A veces es lícito preguntarse si tras la teórica defensa de la dignidad de la víctima no se está extendiendo simplemente una maligna voluntad de ocultar la indignidad de su agresor. ¿No es lícito reproducir las imágenes de los supervivientes de los campos de exterminio nazis? ¿O las de la niña vietnamita quemada por el napalm?, ¿ocultaremos las imágenes más crueles de Darfur y defenderemos que lo hacemos para respetar la privacidad de los sudaneses? ¿Seguiremos tapando en las fotografías los ojos de un niño que se muere de hambre y diremos que lo hacemos como cortesía a su dignidad?

¿Tiene sentido que los medios de comunicación busquen y publiquen las fotografías menos desagradables de una guerra? El afán por ofrecer imágenes asépticas, frías y sin pasión puede llegar a hacer incomprensible el pasado. No se puede entender el final de una historia sin saber su inicio ni comprender una guerra o un atentado sin ver su gran crueldad. Respetar el dolor, ayudar a los familiares, huir de la morbosidad y de la truculencia, no debería conducir nunca a ocultar el horror. Las imágenes deben revivir siempre que sea necesario para ayudarnos a restituir la realidad.

Y pasando de realidades terribles a realidades mucho menos importantes, simples hechos cotidianos y mezquinos, quizás conviniese cuidar los archivos de nuestras televisiones. Por ejemplo, para evitar que se borre el vídeo del senador popular Ignacio Cosidó acusando en la Cámara alta a Gregorio Peces-Barba de ser el "comisionado para el amparo de los terroristas". Habría que conservar esas imágenes para no perder la memoria. Porque si se conservan los vídeos de Gregorio Peces-Barba y de Ignacio Cosidó, en el futuro los ciudadanos interesados podrán saber de primera mano quién fue cada uno, qué defendió cada cual y cómo se comportaron los dos en momentos difíciles y dolorosos.

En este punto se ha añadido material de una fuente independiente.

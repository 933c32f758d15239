//! Fixed-frequency tasks.
//!
//! [`Cyclic`] adapts a [`CyclicBody`] into a [`TaskBody`] whose `execute`
//! runs the step at absolute deadlines. Each deadline is derived from the
//! previous one, never from the wake-up time, so step latency does not
//! accumulate into drift.

use std::thread;
use std::time::{Duration, Instant};

use crate::error::{RedrobError, RedrobResult};
use crate::task::lifecycle::{Task, TaskBody, TaskContext};

/// Periodic work run by a [`CyclicTask`].
pub trait CyclicBody: Send + 'static {
    fn setup(&mut self) -> RedrobResult<()> {
        Ok(())
    }

    /// One period of work. An error ends the cycle loop.
    fn cyclic_step(&mut self) -> RedrobResult<()>;

    fn cleanup(&mut self) -> RedrobResult<()> {
        Ok(())
    }
}

/// Absolute-deadline pacing.
#[derive(Debug, Clone)]
pub struct Pacer {
    period: Duration,
    next: Instant,
}

impl Pacer {
    /// First deadline is one period from now.
    pub fn new(period: Duration) -> Self {
        Self::starting_at(Instant::now(), period)
    }

    pub fn starting_at(origin: Instant, period: Duration) -> Self {
        Self {
            period,
            next: origin + period,
        }
    }

    pub fn period(&self) -> Duration {
        self.period
    }

    pub fn next_deadline(&self) -> Instant {
        self.next
    }

    /// Sleep until the pending deadline, then move it one period on.
    /// A deadline already in the past returns at once.
    pub fn wait(&mut self) {
        let now = Instant::now();
        if self.next > now {
            thread::sleep(self.next - now);
        }
        self.next += self.period;
    }
}

/// [`TaskBody`] adapter running a [`CyclicBody`] at a fixed frequency.
pub struct Cyclic<C: CyclicBody> {
    body: C,
    frequency: f64,
}

impl<C: CyclicBody> Cyclic<C> {
    pub fn new(body: C, frequency: f64) -> RedrobResult<Self> {
        if !frequency.is_finite() || frequency <= 0.0 {
            return Err(RedrobError::bad_argument(format!(
                "cyclic frequency must be positive, got {}",
                frequency
            )));
        }
        Ok(Self { body, frequency })
    }

    pub fn frequency(&self) -> f64 {
        self.frequency
    }

    pub fn period(&self) -> Duration {
        Duration::from_secs_f64(1.0 / self.frequency)
    }

    pub fn inner(&self) -> &C {
        &self.body
    }

    pub fn inner_mut(&mut self) -> &mut C {
        &mut self.body
    }
}

impl<C: CyclicBody> TaskBody for Cyclic<C> {
    type Arg = ();

    fn setup(&mut self) -> RedrobResult<()> {
        self.body.setup()
    }

    fn execute(&mut self, _arg: (), ctx: &TaskContext) -> RedrobResult<()> {
        let mut pacer = Pacer::new(self.period());
        pacer.wait();

        while !ctx.is_stopped() {
            self.body.cyclic_step()?;
            pacer.wait();
            ctx.update_exe_cnt();
        }
        Ok(())
    }

    fn cleanup(&mut self) -> RedrobResult<()> {
        self.body.cleanup()
    }
}

pub type CyclicTask<C> = Task<Cyclic<C>>;

impl<C: CyclicBody> Task<Cyclic<C>> {
    /// Build a cyclic task running `body` at `frequency` Hz.
    pub fn cyclic(name: impl Into<String>, frequency: f64, body: C) -> RedrobResult<Self> {
        Ok(Task::new(name, Cyclic::new(body, frequency)?))
    }

    pub fn frequency(&self) -> Option<f64> {
        self.body().map(Cyclic::frequency)
    }
}
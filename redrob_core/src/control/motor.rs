//! Skid-steer motor control over an L293D H-bridge.
//!
//! Each motor has two bridge inputs: A high / B low drives forward, A low /
//! B high drives reverse, both low stops. Turning runs the motors in
//! opposite directions.
//!
//! Two steering modes:
//! - `Continuous`: outputs follow the input every call, `None` stops.
//! - `Memory`: releasing a direction keeps it driven; the same direction
//!   must be given again to stop.

use crate::control::codes::SteerCode;
use crate::error::RedrobResult;
use crate::hardware::gpio::{claim_pins, restore_pins, PinFunction, SharedGpio};
use crate::tlog;

/// Bridge inputs, BCM numbering.
#[derive(Debug, Clone, Copy, PartialEq, Eq)]
pub struct MotorPins {
    pub right_a: u8,
    pub right_b: u8,
    pub left_a: u8,
    pub left_b: u8,
}

impl MotorPins {
    fn all(&self) -> [u8; 4] {
        [self.right_a, self.right_b, self.left_a, self.left_b]
    }
}

/// Rotation of a single motor.
#[derive(Debug, Clone, Copy, PartialEq, Eq)]
pub enum MotorDirection {
    Stop,
    Forward,
    Reverse,
}

#[derive(Debug, Clone, Copy, PartialEq, Eq)]
pub enum SteerMode {
    Continuous,
    Memory,
}

#[derive(Debug, Clone, Copy, PartialEq, Eq)]
pub enum MotorState {
    Init,
    Forward,
    Reverse,
    Left,
    Right,
    Memory,
    Stop,
}

impl MotorState {
    fn direction(self) -> Option<SteerCode> {
        match self {
            MotorState::Forward => Some(SteerCode::Forward),
            MotorState::Reverse => Some(SteerCode::Reverse),
            MotorState::Left => Some(SteerCode::Left),
            MotorState::Right => Some(SteerCode::Right),
            _ => None,
        }
    }
}

pub struct MotorController {
    gpio: SharedGpio,
    pins: MotorPins,
    saved: Vec<(u8, PinFunction)>,
    mode: SteerMode,
    state: MotorState,
    last_steering: SteerCode,
    memory_done: bool,
    /// (right, left)
    outputs: (MotorDirection, MotorDirection),
}

impl MotorController {
    pub fn new(gpio: SharedGpio, pins: MotorPins) -> Self {
        Self {
            gpio,
            pins,
            saved: Vec::new(),
            mode: SteerMode::Memory,
            state: MotorState::Init,
            last_steering: SteerCode::None,
            memory_done: false,
            outputs: (MotorDirection::Stop, MotorDirection::Stop),
        }
    }

    /// Claim the bridge pins and stop both motors.
    pub fn initialize(&mut self, mode: SteerMode) -> RedrobResult<()> {
        self.saved = claim_pins(self.gpio.as_ref(), &self.pins.all(), PinFunction::Output)?;
        self.mode = mode;
        self.last_steering = SteerCode::None;
        self.memory_done = false;
        self.write_outputs(MotorDirection::Stop, MotorDirection::Stop)?;
        self.state = MotorState::Init;
        Ok(())
    }

    /// Stop both motors and give the pins back.
    pub fn finalize(&mut self) -> RedrobResult<()> {
        self.halt()?;
        restore_pins(self.gpio.as_ref(), &self.saved)?;
        self.saved.clear();
        Ok(())
    }

    pub fn mode(&self) -> SteerMode {
        self.mode
    }

    pub fn state(&self) -> MotorState {
        self.state
    }

    /// Current (right, left) motor directions.
    pub fn outputs(&self) -> (MotorDirection, MotorDirection) {
        self.outputs
    }

    pub fn steer(&mut self, code: SteerCode) -> RedrobResult<()> {
        match code {
            SteerCode::Stop => {
                self.memory_done = false;
                return self.halt();
            }
            SteerCode::Unknown(raw) => {
                tlog!(warn, "Unknown steer code 0x{:x}, stopping", raw);
                self.memory_done = false;
                return self.halt();
            }
            _ => {}
        }

        match self.mode {
            SteerMode::Continuous => {
                if code.is_direction() {
                    self.drive(code)
                } else {
                    self.halt()
                }
            }
            SteerMode::Memory => self.steer_memory(code),
        }
    }

    fn steer_memory(&mut self, code: SteerCode) -> RedrobResult<()> {
        match self.state {
            MotorState::Init => {
                if code.is_direction() {
                    self.drive(code)?;
                }
                Ok(())
            }
            MotorState::Forward | MotorState::Reverse | MotorState::Left | MotorState::Right => {
                if code == SteerCode::None {
                    // Released: keep driving, remember what was released
                    self.last_steering = self.state.direction().unwrap_or(SteerCode::None);
                    self.state = MotorState::Memory;
                    Ok(())
                } else {
                    self.drive(code)
                }
            }
            MotorState::Memory => {
                if code == SteerCode::None {
                    Ok(())
                } else if code == self.last_steering {
                    self.memory_done = true;
                    self.halt()
                } else {
                    self.drive(code)
                }
            }
            MotorState::Stop => {
                // Still holding the direction that just stopped us
                if self.memory_done && code == self.last_steering {
                    return Ok(());
                }
                self.memory_done = false;
                if code.is_direction() {
                    self.drive(code)?;
                }
                Ok(())
            }
        }
    }

    fn drive(&mut self, code: SteerCode) -> RedrobResult<()> {
        use MotorDirection::{Forward, Reverse};

        let (right, left, state) = match code {
            SteerCode::Forward => (Forward, Forward, MotorState::Forward),
            SteerCode::Reverse => (Reverse, Reverse, MotorState::Reverse),
            SteerCode::Right => (Reverse, Forward, MotorState::Right),
            SteerCode::Left => (Forward, Reverse, MotorState::Left),
            _ => return self.halt(),
        };
        self.write_outputs(right, left)?;
        self.state = state;
        Ok(())
    }

    fn halt(&mut self) -> RedrobResult<()> {
        self.write_outputs(MotorDirection::Stop, MotorDirection::Stop)?;
        self.state = MotorState::Stop;
        Ok(())
    }

    fn write_outputs(&mut self, right: MotorDirection, left: MotorDirection) -> RedrobResult<()> {
        self.write_motor(self.pins.right_a, self.pins.right_b, right)?;
        self.write_motor(self.pins.left_a, self.pins.left_b, left)?;
        self.outputs = (right, left);
        Ok(())
    }

    fn write_motor(&self, pin_a: u8, pin_b: u8, direction: MotorDirection) -> RedrobResult<()> {
        let (a, b) = match direction {
            MotorDirection::Stop => (false, false),
            MotorDirection::Forward => (true, false),
            MotorDirection::Reverse => (false, true),
        };
        self.gpio.write_pin(pin_a, a)?;
        self.gpio.write_pin(pin_b, b)
    }
}
// Remote control server: wire protocol round trips and controlled shutdown.

use std::net::{SocketAddr, TcpStream};
use std::thread;
use std::time::Duration;

use redrob_core::control::remote::{NetRemote, RemoteControl};
use redrob_core::control::{CameraCode, RcSteering};
use redrob_core::hardware::SysStats;
use redrob_core::net::protocol::{encode_command, ClientCommand};
use redrob_core::net::RemoteClient;

mod common;
use common::init_logging;

fn start_remote() -> (NetRemote, SocketAddr) {
    init_logging();
    let mut net = NetRemote::new("127.0.0.1:0".parse().unwrap());
    net.initialize().unwrap();
    let addr = net.local_addr().expect("server bound");
    (net, addr)
}

fn connect(addr: SocketAddr) -> RemoteClient {
    let client = RemoteClient::connect(addr).unwrap();
    client
        .set_read_timeout(Some(Duration::from_secs(2)))
        .unwrap();
    client
}

#[test]
fn test_voltage_round_trip() {
    let (mut net, addr) = start_remote();
    let mut client = connect(addr);

    assert_eq!(client.get_voltage().unwrap(), 0);
    net.set_voltage(7.4);
    assert_eq!(client.get_voltage().unwrap(), 7400);
    // Read without clear
    assert_eq!(client.get_voltage().unwrap(), 7400);

    client.close().unwrap();
    net.finalize().unwrap();
}

#[test]
fn test_sys_stats_round_trip() {
    let (mut net, addr) = start_remote();
    let mut client = connect(addr);

    let stats = SysStats {
        cpu_load: 42,
        mem_used_kb: 123_456,
        irq_count: 789,
        uptime_s: 3600,
    };
    net.set_sys_stats(stats);
    assert_eq!(client.get_sys_stats().unwrap(), stats);
    assert_eq!(client.get_sys_stats().unwrap(), stats);

    net.finalize().unwrap();
}

#[test]
fn test_steer_code_is_consumed_once() {
    let (mut net, addr) = start_remote();
    let mut client = connect(addr);

    client.steer(RcSteering::FORWARD).unwrap();
    // Replies are served in order, so the steer has been applied
    client.get_voltage().unwrap();

    assert_eq!(net.get_steering().unwrap(), RcSteering::FORWARD);
    assert_eq!(net.get_steering().unwrap(), RcSteering::NONE);
    assert!(net.is_active());

    // Last write wins
    client.steer(RcSteering::LEFT).unwrap();
    client.steer(RcSteering::RIGHT).unwrap();
    client.get_voltage().unwrap();
    assert_eq!(net.get_steering().unwrap(), RcSteering::RIGHT);

    net.finalize().unwrap();
    assert!(!net.is_active());
}

#[test]
fn test_camera_code_is_consumed_once() {
    let (mut net, addr) = start_remote();
    let mut client = connect(addr);

    client.camera(CameraCode::StartStream).unwrap();
    client.get_voltage().unwrap();
    assert_eq!(net.get_camera_code(), CameraCode::StartStream);
    assert_eq!(net.get_camera_code(), CameraCode::None);

    net.finalize().unwrap();
}

#[test]
fn test_unknown_tag_closes_connection_only() {
    let (mut net, addr) = start_remote();

    let mut rogue = connect(addr);
    rogue.send_raw(&[0x00, 0x09, 0xff]).unwrap();
    let mut buf = [0u8; 4];
    assert_eq!(rogue.recv_raw(&mut buf).unwrap(), 0);

    // The server goes back to accepting
    let mut client = connect(addr);
    net.set_voltage(6.9);
    assert_eq!(client.get_voltage().unwrap(), 6900);
    net.check().unwrap();

    net.finalize().unwrap();
}

#[test]
fn test_one_client_at_a_time() {
    let (mut net, addr) = start_remote();
    net.set_voltage(7.0);

    let mut first = connect(addr);
    assert_eq!(first.get_voltage().unwrap(), 7000);

    // Queued in the backlog while the first client is served
    let mut second = connect(addr);
    second
        .send_raw(&encode_command(ClientCommand::GetVoltage))
        .unwrap();
    second
        .set_read_timeout(Some(Duration::from_millis(200)))
        .unwrap();
    let mut reply = [0u8; 2];
    assert!(second.recv_raw(&mut reply).is_err());

    first.close().unwrap();
    second
        .set_read_timeout(Some(Duration::from_secs(2)))
        .unwrap();
    assert_eq!(second.recv_raw(&mut reply).unwrap(), 2);
    assert_eq!(u16::from_be_bytes(reply), 7000);

    net.finalize().unwrap();
}

#[test]
fn test_shutdown_while_blocked_in_accept() {
    let (mut net, _addr) = start_remote();
    // Let the server settle in accept
    thread::sleep(Duration::from_millis(50));
    net.check().unwrap();

    net.finalize().unwrap();
    assert!(net.check().is_err());
}

#[test]
fn test_shutdown_while_client_connected() {
    let (mut net, addr) = start_remote();
    let mut client = connect(addr);
    client.get_voltage().unwrap();

    // Server is now blocked reading the next command
    net.finalize().unwrap();

    let mut buf = [0u8; 2];
    assert!(matches!(client.recv_raw(&mut buf), Ok(0) | Err(_)));
}

#[test]
fn test_restart_after_finalize() {
    let (mut net, first_addr) = start_remote();
    net.finalize().unwrap();
    assert!(TcpStream::connect(first_addr).is_err());

    net.initialize().unwrap();
    let addr = net.local_addr().unwrap();
    let mut client = connect(addr);
    assert_eq!(client.get_voltage().unwrap(), 0);
    net.finalize().unwrap();
}

#[test]
fn test_bind_failure_is_reported() {
    init_logging();
    let (mut holder, addr) = start_remote();

    let mut net = NetRemote::new(addr);
    assert!(net.initialize().is_err());
    assert!(net.check().is_err());

    holder.finalize().unwrap();
}
// Supervision protocol: initialize, check and finalize under timeouts.

use std::sync::atomic::{AtomicBool, AtomicUsize, Ordering};
use std::sync::Arc;
use std::thread;
use std::time::{Duration, Instant};

use redrob_core::task::abort_task;
use redrob_core::{
    check_task, finalize_task, initialize_task, CyclicBody, CyclicTask, RedrobError,
    RedrobResult, TaskState, TaskStatus,
};

mod common;
use common::{init_logging, wait_until};

struct Worker {
    setup_delay: Duration,
    fail_setup: bool,
    fail_after: Option<usize>,
    steps: Arc<AtomicUsize>,
    cleaned_up: Arc<AtomicBool>,
}

impl Worker {
    fn new() -> Self {
        Self {
            setup_delay: Duration::ZERO,
            fail_setup: false,
            fail_after: None,
            steps: Arc::new(AtomicUsize::new(0)),
            cleaned_up: Arc::new(AtomicBool::new(false)),
        }
    }
}

impl CyclicBody for Worker {
    fn setup(&mut self) -> RedrobResult<()> {
        thread::sleep(self.setup_delay);
        if self.fail_setup {
            return Err(RedrobError::hardware("ADC not responding"));
        }
        Ok(())
    }

    fn cyclic_step(&mut self) -> RedrobResult<()> {
        let step = self.steps.fetch_add(1, Ordering::SeqCst) + 1;
        if Some(step) == self.fail_after {
            return Err(RedrobError::hardware("ADC read failed"));
        }
        Ok(())
    }

    fn cleanup(&mut self) -> RedrobResult<()> {
        self.cleaned_up.store(true, Ordering::SeqCst);
        Ok(())
    }
}

const START: Duration = Duration::from_millis(1000);
const EXECUTE: Duration = Duration::from_millis(500);
const STOP: Duration = Duration::from_millis(1500);

#[test]
fn test_initialize_check_finalize() {
    init_logging();
    let worker = Worker::new();
    let steps = Arc::clone(&worker.steps);
    let cleaned_up = Arc::clone(&worker.cleaned_up);
    let mut task = CyclicTask::cyclic("worker", 50.0, worker).unwrap();

    initialize_task(&mut task, (), START, EXECUTE).unwrap();
    assert_eq!(task.state(), TaskState::Executing);
    check_task(&task).unwrap();

    assert!(wait_until(Duration::from_secs(2), || steps.load(Ordering::SeqCst) >= 5));
    check_task(&task).unwrap();

    finalize_task(&mut task, STOP).unwrap();
    assert!(cleaned_up.load(Ordering::SeqCst));
    assert!(matches!(
        check_task(&task),
        Err(RedrobError::ThreadStateNotOk { .. })
    ));
}

#[test]
fn test_slow_setup_times_out_without_release() {
    init_logging();
    let mut worker = Worker::new();
    worker.setup_delay = Duration::from_millis(600);
    let steps = Arc::clone(&worker.steps);
    let cleaned_up = Arc::clone(&worker.cleaned_up);
    let mut task = CyclicTask::cyclic("slow", 50.0, worker).unwrap();

    let started = Instant::now();
    let err = initialize_task(&mut task, (), Duration::from_millis(200), EXECUTE).unwrap_err();
    assert!(err.is_timeout(), "unexpected {:?}", err);
    assert!(started.elapsed() < Duration::from_millis(500));

    // Never released: abandoning it skips execute entirely
    abort_task(&mut task, Duration::from_secs(2)).unwrap();
    assert_eq!(steps.load(Ordering::SeqCst), 0);
    assert!(cleaned_up.load(Ordering::SeqCst));
    assert!(task.status().contains(TaskStatus::SETUP_FAILED));
}

#[test]
fn test_failed_setup_is_fatal_to_initialize() {
    init_logging();
    let mut worker = Worker::new();
    worker.fail_setup = true;
    let steps = Arc::clone(&worker.steps);
    let mut task = CyclicTask::cyclic("broken", 50.0, worker).unwrap();

    let err = initialize_task(&mut task, (), START, EXECUTE).unwrap_err();
    match err {
        RedrobError::ThreadStatusNotOk { task: name, status } => {
            assert_eq!(name, "broken");
            assert!(status.contains("SETUP_FAILED"), "{}", status);
        }
        other => panic!("unexpected {:?}", other),
    }
    assert_eq!(task.state(), TaskState::SetupDone);

    abort_task(&mut task, STOP).unwrap();
    assert_eq!(steps.load(Ordering::SeqCst), 0);
}

#[test]
fn test_crashed_worker_fails_check() {
    init_logging();
    let mut worker = Worker::new();
    worker.fail_after = Some(3);
    let mut task = CyclicTask::cyclic("crashy", 100.0, worker).unwrap();

    initialize_task(&mut task, (), START, EXECUTE).unwrap();
    assert!(wait_until(Duration::from_secs(2), || check_task(&task).is_err()));

    match check_task(&task) {
        Err(RedrobError::ThreadStateNotOk { state, .. }) => assert_eq!(state, "Done"),
        other => panic!("unexpected {:?}", other),
    }

    let err = finalize_task(&mut task, STOP).unwrap_err();
    assert!(matches!(err, RedrobError::ThreadStatusNotOk { .. }));
    assert_eq!(task.status(), TaskStatus::EXECUTE_FAILED);
}

#[test]
fn test_finalize_times_out_on_wedged_worker() {
    init_logging();

    struct Wedged;
    impl CyclicBody for Wedged {
        fn cyclic_step(&mut self) -> RedrobResult<()> {
            thread::sleep(Duration::from_millis(400));
            Ok(())
        }
    }

    let mut task = CyclicTask::cyclic("wedged", 100.0, Wedged).unwrap();
    initialize_task(&mut task, (), START, EXECUTE).unwrap();
    thread::sleep(Duration::from_millis(20));

    let err = finalize_task(&mut task, Duration::from_millis(50)).unwrap_err();
    assert!(err.is_timeout());

    // Still joinable once the step returns
    task.wait_timed(Duration::from_secs(2)).unwrap();
    assert!(task.status().is_ok());
}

El señor Peces-Barba llegó al Parlamento en 1977, con 39 años, y se marchó voluntariamente una década después habiendo superado victorias y derrotas, crisis y situaciones auténticamente dramáticas, sin haber proferido un insulto ni haber tenido nunca que avergonzarse de su comportamiento.

El señor Cosidó, de 40 años, no lleva ni 12 meses en el Senado.